| TRY IT |
Retype, word for word, every line from the one holding "repository aff08471c74d6f23" through the one holding "in milliseconds, clamped" in the entries below, both included, and only those lines.
*** DATASET EXCERPTS Section Begins ***
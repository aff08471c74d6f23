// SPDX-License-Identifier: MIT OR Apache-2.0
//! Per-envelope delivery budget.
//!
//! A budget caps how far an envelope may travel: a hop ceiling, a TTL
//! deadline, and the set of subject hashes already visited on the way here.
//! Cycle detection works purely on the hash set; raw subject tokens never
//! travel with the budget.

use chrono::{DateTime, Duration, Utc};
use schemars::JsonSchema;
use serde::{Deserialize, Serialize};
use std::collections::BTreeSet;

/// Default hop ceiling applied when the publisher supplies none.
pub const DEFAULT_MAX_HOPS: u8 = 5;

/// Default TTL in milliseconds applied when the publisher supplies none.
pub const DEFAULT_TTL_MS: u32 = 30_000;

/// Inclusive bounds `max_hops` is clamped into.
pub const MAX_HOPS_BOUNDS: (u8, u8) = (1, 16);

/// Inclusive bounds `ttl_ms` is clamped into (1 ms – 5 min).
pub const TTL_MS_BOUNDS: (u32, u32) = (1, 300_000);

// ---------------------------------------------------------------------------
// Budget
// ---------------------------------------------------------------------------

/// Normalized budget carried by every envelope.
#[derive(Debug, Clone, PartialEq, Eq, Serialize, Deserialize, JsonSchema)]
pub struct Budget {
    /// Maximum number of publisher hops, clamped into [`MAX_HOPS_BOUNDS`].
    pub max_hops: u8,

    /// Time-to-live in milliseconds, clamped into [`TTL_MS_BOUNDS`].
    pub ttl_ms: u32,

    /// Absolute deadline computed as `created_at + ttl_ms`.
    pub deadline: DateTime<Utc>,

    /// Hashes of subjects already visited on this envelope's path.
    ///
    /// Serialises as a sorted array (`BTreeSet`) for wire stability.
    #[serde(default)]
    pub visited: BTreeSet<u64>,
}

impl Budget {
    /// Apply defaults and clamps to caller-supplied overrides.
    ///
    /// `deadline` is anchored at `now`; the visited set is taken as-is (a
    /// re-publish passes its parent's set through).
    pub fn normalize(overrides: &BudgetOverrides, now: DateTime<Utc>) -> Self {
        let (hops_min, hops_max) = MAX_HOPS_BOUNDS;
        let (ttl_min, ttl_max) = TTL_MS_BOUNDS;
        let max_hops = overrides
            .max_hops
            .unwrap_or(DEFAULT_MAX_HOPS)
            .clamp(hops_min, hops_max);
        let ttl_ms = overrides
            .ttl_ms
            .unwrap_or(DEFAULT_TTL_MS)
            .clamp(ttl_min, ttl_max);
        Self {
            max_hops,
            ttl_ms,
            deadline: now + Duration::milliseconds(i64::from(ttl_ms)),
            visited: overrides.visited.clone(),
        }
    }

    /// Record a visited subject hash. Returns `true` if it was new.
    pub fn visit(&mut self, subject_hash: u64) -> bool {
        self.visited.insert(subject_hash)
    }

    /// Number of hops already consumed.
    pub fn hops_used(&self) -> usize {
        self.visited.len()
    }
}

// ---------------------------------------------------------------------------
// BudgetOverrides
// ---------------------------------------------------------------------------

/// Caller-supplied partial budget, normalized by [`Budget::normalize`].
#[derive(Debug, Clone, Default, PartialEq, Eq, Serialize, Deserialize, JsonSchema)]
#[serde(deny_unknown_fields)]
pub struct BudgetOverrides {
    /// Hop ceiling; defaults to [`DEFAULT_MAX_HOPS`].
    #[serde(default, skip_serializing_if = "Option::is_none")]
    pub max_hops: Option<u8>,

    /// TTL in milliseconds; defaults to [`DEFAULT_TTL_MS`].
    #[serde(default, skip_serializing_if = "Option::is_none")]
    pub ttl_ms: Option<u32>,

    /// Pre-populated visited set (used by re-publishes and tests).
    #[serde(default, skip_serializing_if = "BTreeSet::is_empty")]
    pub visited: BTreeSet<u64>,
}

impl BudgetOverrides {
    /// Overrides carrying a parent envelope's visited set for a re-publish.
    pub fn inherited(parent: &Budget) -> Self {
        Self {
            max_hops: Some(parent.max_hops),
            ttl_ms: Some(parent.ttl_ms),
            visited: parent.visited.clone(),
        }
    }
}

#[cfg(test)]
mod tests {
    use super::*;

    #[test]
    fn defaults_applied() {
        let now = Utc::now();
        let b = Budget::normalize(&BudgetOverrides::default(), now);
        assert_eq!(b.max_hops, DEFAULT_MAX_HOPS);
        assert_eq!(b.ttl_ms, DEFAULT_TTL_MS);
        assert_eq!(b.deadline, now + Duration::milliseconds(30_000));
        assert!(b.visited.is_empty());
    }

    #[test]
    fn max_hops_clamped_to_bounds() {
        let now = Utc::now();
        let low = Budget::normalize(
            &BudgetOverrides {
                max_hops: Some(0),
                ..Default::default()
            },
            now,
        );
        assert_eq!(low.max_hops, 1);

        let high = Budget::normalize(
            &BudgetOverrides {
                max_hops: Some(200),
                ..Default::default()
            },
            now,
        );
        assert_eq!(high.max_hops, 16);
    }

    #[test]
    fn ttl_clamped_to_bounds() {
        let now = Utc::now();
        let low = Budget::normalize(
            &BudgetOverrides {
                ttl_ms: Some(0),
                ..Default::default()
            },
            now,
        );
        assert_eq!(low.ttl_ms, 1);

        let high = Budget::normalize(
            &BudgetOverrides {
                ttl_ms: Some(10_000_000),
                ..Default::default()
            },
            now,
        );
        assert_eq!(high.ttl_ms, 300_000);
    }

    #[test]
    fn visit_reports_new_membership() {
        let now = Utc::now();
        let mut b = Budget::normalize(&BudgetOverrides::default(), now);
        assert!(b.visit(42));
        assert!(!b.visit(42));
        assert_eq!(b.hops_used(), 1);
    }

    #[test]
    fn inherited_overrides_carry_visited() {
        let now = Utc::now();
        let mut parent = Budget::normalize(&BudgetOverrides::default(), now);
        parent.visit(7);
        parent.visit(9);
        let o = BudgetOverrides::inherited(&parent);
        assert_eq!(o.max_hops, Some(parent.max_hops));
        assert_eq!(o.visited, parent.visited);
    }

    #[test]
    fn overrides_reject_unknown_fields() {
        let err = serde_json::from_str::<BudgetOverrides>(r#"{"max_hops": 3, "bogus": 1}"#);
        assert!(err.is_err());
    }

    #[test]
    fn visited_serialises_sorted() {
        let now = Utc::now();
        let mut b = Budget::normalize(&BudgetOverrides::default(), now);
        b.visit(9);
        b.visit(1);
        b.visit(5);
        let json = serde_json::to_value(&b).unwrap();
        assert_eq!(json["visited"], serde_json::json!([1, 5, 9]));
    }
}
*** DATASET EXCERPTS Section Ends ***
*** DATASET EXCERPTS Section Begins ***
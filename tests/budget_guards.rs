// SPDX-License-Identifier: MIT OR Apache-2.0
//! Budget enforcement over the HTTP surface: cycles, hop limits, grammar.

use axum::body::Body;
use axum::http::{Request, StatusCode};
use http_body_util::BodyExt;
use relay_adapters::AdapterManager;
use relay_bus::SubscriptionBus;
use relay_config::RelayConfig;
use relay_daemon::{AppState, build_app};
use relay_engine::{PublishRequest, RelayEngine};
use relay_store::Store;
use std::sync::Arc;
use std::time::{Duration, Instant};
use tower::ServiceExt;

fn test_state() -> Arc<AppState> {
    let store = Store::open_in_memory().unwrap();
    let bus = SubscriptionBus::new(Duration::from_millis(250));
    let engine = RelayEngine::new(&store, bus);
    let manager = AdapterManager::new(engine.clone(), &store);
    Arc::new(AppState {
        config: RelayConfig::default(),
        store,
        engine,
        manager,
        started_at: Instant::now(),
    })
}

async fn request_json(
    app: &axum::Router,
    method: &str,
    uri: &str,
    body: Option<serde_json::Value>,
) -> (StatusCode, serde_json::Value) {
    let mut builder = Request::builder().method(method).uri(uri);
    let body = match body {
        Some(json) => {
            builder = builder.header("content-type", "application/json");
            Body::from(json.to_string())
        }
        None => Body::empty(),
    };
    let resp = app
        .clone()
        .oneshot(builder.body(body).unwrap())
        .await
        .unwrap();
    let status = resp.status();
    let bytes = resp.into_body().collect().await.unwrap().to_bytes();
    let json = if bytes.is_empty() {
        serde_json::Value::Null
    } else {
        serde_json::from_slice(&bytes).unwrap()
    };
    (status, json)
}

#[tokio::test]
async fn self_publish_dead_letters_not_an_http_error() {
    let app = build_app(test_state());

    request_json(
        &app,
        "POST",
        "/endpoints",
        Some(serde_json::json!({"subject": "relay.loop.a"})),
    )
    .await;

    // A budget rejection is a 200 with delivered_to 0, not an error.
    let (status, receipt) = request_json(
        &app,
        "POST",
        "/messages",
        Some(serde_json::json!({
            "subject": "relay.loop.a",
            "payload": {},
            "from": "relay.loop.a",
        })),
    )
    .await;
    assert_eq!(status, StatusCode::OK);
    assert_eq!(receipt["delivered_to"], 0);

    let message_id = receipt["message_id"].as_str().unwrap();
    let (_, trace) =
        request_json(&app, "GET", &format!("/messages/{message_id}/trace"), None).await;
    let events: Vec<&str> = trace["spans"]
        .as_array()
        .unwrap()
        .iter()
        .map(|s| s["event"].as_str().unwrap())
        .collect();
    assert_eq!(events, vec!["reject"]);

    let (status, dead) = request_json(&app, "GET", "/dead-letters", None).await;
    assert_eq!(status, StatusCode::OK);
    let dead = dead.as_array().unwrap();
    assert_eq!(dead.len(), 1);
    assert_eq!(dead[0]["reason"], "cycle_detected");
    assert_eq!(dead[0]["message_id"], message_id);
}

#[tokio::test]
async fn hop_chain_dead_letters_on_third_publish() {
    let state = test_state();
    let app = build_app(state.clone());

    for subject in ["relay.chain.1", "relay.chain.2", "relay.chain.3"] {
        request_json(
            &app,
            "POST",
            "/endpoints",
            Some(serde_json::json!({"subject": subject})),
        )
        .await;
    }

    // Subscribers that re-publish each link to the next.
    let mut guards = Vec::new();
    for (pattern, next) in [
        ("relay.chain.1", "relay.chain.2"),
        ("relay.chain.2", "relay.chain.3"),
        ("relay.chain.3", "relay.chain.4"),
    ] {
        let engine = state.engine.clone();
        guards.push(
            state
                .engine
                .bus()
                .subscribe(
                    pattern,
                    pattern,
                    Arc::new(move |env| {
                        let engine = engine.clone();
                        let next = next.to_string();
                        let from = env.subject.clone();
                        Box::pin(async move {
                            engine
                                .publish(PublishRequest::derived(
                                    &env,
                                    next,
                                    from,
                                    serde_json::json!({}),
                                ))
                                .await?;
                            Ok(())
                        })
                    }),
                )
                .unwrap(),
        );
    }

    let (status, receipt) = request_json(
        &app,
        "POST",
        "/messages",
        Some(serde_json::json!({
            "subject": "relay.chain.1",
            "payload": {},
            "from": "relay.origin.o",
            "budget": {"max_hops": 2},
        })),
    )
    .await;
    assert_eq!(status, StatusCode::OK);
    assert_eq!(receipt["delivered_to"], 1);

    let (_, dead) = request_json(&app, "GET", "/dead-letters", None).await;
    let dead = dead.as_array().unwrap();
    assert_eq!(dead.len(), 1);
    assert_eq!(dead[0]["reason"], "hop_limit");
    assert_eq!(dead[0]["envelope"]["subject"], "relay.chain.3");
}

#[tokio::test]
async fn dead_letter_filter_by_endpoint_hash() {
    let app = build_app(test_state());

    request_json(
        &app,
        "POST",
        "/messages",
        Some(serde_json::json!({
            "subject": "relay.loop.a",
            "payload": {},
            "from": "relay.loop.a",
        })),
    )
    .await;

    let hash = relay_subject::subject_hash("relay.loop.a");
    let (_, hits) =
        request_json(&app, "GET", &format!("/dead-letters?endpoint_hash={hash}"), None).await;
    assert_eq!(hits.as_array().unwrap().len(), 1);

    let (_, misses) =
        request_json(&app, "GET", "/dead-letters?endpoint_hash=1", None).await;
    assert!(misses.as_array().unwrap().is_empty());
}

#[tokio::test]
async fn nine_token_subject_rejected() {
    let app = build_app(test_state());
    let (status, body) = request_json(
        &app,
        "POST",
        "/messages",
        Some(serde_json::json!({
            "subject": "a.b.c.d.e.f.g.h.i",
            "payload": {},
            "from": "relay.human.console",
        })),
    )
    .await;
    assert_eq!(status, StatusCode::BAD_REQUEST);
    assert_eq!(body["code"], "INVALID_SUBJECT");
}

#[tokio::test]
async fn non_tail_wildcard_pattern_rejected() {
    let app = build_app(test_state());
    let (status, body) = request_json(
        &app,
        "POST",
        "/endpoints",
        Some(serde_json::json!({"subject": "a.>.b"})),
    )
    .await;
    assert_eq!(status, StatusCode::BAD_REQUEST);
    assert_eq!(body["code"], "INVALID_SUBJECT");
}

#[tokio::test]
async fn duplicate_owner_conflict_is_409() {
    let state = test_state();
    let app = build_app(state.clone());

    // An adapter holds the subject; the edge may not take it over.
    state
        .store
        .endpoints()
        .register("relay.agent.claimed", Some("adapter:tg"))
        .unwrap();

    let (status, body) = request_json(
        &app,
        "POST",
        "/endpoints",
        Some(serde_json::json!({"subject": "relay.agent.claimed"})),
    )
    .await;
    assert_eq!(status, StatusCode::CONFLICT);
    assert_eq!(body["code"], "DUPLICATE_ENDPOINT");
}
*** DATASET EXCERPTS Section Ends ***
*** DATASET EXCERPTS Section Begins ***
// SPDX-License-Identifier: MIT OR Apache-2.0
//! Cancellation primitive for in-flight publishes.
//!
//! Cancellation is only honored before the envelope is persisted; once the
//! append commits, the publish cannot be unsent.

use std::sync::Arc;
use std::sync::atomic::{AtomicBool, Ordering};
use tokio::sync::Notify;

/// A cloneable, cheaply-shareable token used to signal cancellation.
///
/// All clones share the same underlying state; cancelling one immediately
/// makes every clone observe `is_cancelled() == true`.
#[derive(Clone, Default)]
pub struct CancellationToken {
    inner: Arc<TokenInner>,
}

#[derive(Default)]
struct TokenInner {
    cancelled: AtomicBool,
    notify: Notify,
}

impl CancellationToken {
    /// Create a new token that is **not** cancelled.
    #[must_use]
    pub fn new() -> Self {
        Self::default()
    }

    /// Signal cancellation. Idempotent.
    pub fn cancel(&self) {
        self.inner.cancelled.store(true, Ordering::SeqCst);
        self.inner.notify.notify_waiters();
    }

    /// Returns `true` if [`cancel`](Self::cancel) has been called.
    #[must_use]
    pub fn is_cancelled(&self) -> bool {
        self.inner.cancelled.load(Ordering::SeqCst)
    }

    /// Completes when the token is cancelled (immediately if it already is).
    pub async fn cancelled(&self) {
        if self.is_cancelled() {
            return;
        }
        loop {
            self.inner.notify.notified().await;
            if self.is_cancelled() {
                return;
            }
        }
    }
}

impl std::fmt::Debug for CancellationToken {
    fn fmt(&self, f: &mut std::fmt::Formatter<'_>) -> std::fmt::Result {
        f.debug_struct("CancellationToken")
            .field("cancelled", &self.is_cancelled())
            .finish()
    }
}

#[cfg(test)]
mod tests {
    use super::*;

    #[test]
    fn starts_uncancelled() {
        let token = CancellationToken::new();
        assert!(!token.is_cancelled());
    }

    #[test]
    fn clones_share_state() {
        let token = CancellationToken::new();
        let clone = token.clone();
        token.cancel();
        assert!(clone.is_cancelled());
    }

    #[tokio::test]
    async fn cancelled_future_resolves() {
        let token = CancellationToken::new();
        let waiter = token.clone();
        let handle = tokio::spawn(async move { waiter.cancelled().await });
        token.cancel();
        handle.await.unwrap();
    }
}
*** DATASET EXCERPTS Section Ends ***
| ANSWER BOX |
repository aff08471c74d6f23
// SPDX-License-Identifier: MIT OR Apache-2.0
//! Per-envelope delivery budget.
//!
//! A budget caps how far an envelope may travel: a hop ceiling, a TTL
//! deadline, and the set of subject hashes already visited on the way here.
//! Cycle detection works purely on the hash set; raw subject tokens never
//! travel with the budget.

use chrono::{DateTime, Duration, Utc};
use schemars::JsonSchema;
use serde::{Deserialize, Serialize};
use std::collections::BTreeSet;

/// Default hop ceiling applied when the publisher supplies none.
pub const DEFAULT_MAX_HOPS: u8 = 5;

/// Default TTL in milliseconds applied when the publisher supplies none.
pub const DEFAULT_TTL_MS: u32 = 30_000;

/// Inclusive bounds `max_hops` is clamped into.
pub const MAX_HOPS_BOUNDS: (u8, u8) = (1, 16);

/// Inclusive bounds `ttl_ms` is clamped into (1 ms – 5 min).
pub const TTL_MS_BOUNDS: (u32, u32) = (1, 300_000);

// ---------------------------------------------------------------------------
// Budget
// ---------------------------------------------------------------------------

/// Normalized budget carried by every envelope.
#[derive(Debug, Clone, PartialEq, Eq, Serialize, Deserialize, JsonSchema)]
pub struct Budget {
    /// Maximum number of publisher hops, clamped into [`MAX_HOPS_BOUNDS`].
    pub max_hops: u8,

    /// Time-to-live in milliseconds, clamped into [`TTL_MS_BOUNDS`].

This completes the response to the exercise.